*Problem statement:* Copy every line of the material exactly as it stands.

*** Data supplied Section Begins ***

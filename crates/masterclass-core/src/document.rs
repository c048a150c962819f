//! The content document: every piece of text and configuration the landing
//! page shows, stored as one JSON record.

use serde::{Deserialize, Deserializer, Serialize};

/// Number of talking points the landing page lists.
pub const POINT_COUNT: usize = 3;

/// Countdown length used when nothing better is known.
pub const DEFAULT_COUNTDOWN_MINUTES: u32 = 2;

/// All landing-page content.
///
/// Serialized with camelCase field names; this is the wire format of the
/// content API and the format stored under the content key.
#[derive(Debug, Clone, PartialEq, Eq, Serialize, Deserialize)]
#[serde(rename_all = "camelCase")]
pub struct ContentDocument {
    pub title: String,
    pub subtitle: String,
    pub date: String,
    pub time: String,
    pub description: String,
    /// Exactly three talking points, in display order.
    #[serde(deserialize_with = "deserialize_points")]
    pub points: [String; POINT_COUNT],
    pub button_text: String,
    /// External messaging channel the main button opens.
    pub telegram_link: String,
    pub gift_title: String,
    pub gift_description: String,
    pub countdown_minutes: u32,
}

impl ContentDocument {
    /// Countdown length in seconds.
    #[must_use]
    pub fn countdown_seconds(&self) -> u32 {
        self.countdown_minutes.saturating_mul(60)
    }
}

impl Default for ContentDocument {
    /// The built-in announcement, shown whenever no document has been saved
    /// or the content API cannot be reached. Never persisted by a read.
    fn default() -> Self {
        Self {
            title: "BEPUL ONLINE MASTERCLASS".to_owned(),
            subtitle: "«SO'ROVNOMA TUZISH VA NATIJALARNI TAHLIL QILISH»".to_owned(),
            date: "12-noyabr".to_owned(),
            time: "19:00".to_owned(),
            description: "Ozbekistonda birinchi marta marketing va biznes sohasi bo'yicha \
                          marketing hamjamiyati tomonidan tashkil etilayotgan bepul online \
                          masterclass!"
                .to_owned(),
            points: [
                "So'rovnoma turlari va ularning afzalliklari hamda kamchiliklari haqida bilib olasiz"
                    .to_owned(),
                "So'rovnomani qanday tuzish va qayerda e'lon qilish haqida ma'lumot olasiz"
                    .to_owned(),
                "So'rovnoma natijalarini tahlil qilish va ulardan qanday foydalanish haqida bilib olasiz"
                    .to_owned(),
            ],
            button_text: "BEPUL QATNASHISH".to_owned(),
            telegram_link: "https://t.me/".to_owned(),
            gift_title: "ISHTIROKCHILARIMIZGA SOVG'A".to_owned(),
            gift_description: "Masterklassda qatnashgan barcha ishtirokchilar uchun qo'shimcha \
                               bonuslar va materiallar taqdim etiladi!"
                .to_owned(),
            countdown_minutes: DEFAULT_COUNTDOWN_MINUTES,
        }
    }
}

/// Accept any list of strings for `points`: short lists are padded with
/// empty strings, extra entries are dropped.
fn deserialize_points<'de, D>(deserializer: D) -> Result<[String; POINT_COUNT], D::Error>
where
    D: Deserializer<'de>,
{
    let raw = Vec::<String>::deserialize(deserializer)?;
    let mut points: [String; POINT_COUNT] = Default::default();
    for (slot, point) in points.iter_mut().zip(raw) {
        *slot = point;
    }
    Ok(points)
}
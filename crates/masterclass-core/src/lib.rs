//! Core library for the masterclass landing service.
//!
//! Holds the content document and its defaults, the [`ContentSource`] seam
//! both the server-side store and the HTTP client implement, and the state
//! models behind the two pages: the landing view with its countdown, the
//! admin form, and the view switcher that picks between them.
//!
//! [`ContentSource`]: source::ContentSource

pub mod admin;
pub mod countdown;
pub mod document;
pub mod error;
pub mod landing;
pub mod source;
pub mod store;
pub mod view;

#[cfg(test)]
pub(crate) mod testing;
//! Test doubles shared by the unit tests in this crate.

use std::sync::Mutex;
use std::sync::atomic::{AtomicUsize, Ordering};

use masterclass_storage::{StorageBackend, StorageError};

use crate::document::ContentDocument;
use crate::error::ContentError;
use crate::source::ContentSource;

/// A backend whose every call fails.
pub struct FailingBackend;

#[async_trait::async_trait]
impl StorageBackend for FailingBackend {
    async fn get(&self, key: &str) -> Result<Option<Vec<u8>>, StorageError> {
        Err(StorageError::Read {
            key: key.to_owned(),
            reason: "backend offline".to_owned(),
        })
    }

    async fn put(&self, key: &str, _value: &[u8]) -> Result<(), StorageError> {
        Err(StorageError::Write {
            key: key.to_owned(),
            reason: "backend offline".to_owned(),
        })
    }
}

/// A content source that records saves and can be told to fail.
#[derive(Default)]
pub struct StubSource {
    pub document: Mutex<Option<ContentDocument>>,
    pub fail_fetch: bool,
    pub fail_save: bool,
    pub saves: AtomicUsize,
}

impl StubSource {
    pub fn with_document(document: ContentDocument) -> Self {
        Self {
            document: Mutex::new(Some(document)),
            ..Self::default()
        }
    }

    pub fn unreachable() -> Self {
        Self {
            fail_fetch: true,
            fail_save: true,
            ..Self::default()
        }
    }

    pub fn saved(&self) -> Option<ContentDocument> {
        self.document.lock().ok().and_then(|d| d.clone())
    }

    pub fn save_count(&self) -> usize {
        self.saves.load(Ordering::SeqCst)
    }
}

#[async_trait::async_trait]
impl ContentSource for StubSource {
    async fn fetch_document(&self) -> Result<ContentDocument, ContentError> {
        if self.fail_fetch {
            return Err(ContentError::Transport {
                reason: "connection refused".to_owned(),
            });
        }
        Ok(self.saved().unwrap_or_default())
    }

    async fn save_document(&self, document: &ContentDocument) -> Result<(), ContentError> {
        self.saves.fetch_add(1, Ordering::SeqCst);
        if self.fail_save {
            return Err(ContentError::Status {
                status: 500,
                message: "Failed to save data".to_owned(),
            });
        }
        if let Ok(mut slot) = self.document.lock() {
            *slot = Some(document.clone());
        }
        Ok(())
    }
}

*** Data supplied Section Ends ***

*Task response:*
filename crates/masterclass-core/src/document.rs
repository c048a150c962819f
//! The content document: every piece of text and configuration the landing
//! page shows, stored as one JSON record.

use serde::{Deserialize, Deserializer, Serialize};

/// Number of talking points the landing page lists.
pub const POINT_COUNT: usize = 3;

/// Countdown length used when nothing better is known.
pub const DEFAULT_COUNTDOWN_MINUTES: u32 = 2;

/// All landing-page content.
///
/// Serialized with camelCase field names; this is the wire format of the
/// content API and the format stored under the content key.
#[derive(Debug, Clone, PartialEq, Eq, Serialize, Deserialize)]
#[serde(rename_all = "camelCase")]
pub struct ContentDocument {
    pub title: String,
    pub subtitle: String,
    pub date: String,
    pub time: String,
    pub description: String,
    /// Exactly three talking points, in display order.
    #[serde(deserialize_with = "deserialize_points")]
    pub points: [String; POINT_COUNT],
    pub button_text: String,
    /// External messaging channel the main button opens.
    pub telegram_link: String,
    pub gift_title: String,
    pub gift_description: String,
    pub countdown_minutes: u32,
}

impl ContentDocument {
    /// Countdown length in seconds.
    #[must_use]
    pub fn countdown_seconds(&self) -> u32 {
        self.countdown_minutes.saturating_mul(60)
    }
}

impl Default for ContentDocument {
    /// The built-in announcement, shown whenever no document has been saved
    /// or the content API cannot be reached. Never persisted by a read.
    fn default() -> Self {
        Self {
            title: "BEPUL ONLINE MASTERCLASS".to_owned(),
            subtitle: "«SO'ROVNOMA TUZISH VA NATIJALARNI TAHLIL QILISH»".to_owned(),
            date: "12-noyabr".to_owned(),
            time: "19:00".to_owned(),
            description: "Ozbekistonda birinchi marta marketing va biznes sohasi bo'yicha \
                          marketing hamjamiyati tomonidan tashkil etilayotgan bepul online \
                          masterclass!"
                .to_owned(),
            points: [
                "So'rovnoma turlari va ularning afzalliklari hamda kamchiliklari haqida bilib olasiz"
                    .to_owned(),
                "So'rovnomani qanday tuzish va qayerda e'lon qilish haqida ma'lumot olasiz"
                    .to_owned(),
                "So'rovnoma natijalarini tahlil qilish va ulardan qanday foydalanish haqida bilib olasiz"
                    .to_owned(),
            ],
            button_text: "BEPUL QATNASHISH".to_owned(),
            telegram_link: "https://t.me/".to_owned(),
            gift_title: "ISHTIROKCHILARIMIZGA SOVG'A".to_owned(),
            gift_description: "Masterklassda qatnashgan barcha ishtirokchilar uchun qo'shimcha \
                               bonuslar va materiallar taqdim etiladi!"
                .to_owned(),
            countdown_minutes: DEFAULT_COUNTDOWN_MINUTES,
        }
    }
}

/// Accept any list of strings for `points`: short lists are padded with
/// empty strings, extra entries are dropped.
fn deserialize_points<'de, D>(deserializer: D) -> Result<[String; POINT_COUNT], D::Error>
where
    D: Deserializer<'de>,
{
    let raw = Vec::<String>::deserialize(deserializer)?;
    let mut points: [String; POINT_COUNT] = Default::default();
    for (slot, point) in points.iter_mut().zip(raw) {
        *slot = point;
    }
    Ok(points)
}
filename crates/masterclass-core/src/lib.rs
//! Core library for the masterclass landing service.
//!
//! Holds the content document and its defaults, the [`ContentSource`] seam
//! both the server-side store and the HTTP client implement, and the state
//! models behind the two pages: the landing view with its countdown, the
//! admin form, and the view switcher that picks between them.
//!
//! [`ContentSource`]: source::ContentSource

pub mod admin;
pub mod countdown;
pub mod document;
pub mod error;
pub mod landing;
pub mod source;
pub mod store;
pub mod view;

#[cfg(test)]
pub(crate) mod testing;
//! Test doubles shared by the unit tests in this crate.

use std::sync::Mutex;
use std::sync::atomic::{AtomicUsize, Ordering};

use masterclass_storage::{StorageBackend, StorageError};

use crate::document::ContentDocument;
use crate::error::ContentError;
use crate::source::ContentSource;

/// A backend whose every call fails.
pub struct FailingBackend;

#[async_trait::async_trait]
impl StorageBackend for FailingBackend {
    async fn get(&self, key: &str) -> Result<Option<Vec<u8>>, StorageError> {
        Err(StorageError::Read {
            key: key.to_owned(),
            reason: "backend offline".to_owned(),
        })
    }

    async fn put(&self, key: &str, _value: &[u8]) -> Result<(), StorageError> {
        Err(StorageError::Write {
            key: key.to_owned(),
            reason: "backend offline".to_owned(),
        })
    }
}

/// A content source that records saves and can be told to fail.
#[derive(Default)]
pub struct StubSource {
    pub document: Mutex<Option<ContentDocument>>,
    pub fail_fetch: bool,
    pub fail_save: bool,
    pub saves: AtomicUsize,
}

impl StubSource {
    pub fn with_document(document: ContentDocument) -> Self {
        Self {
            document: Mutex::new(Some(document)),
            ..Self::default()
        }
    }

    pub fn unreachable() -> Self {
        Self {
            fail_fetch: true,
            fail_save: true,
            ..Self::default()
        }
    }

    pub fn saved(&self) -> Option<ContentDocument> {
        self.document.lock().ok().and_then(|d| d.clone())
    }

    pub fn save_count(&self) -> usize {
        self.saves.load(Ordering::SeqCst)
    }
}

#[async_trait::async_trait]
impl ContentSource for StubSource {
    async fn fetch_document(&self) -> Result<ContentDocument, ContentError> {
        if self.fail_fetch {
            return Err(ContentError::Transport {
                reason: "connection refused".to_owned(),
            });
        }
        Ok(self.saved().unwrap_or_default())
    }

    async fn save_document(&self, document: &ContentDocument) -> Result<(), ContentError> {
        self.saves.fetch_add(1, Ordering::SeqCst);
        if self.fail_save {
            return Err(ContentError::Status {
                status: 500,
                message: "Failed to save data".to_owned(),
            });
        }
        if let Ok(mut slot) = self.document.lock() {
            *slot = Some(document.clone());
        }
        Ok(())
    }
}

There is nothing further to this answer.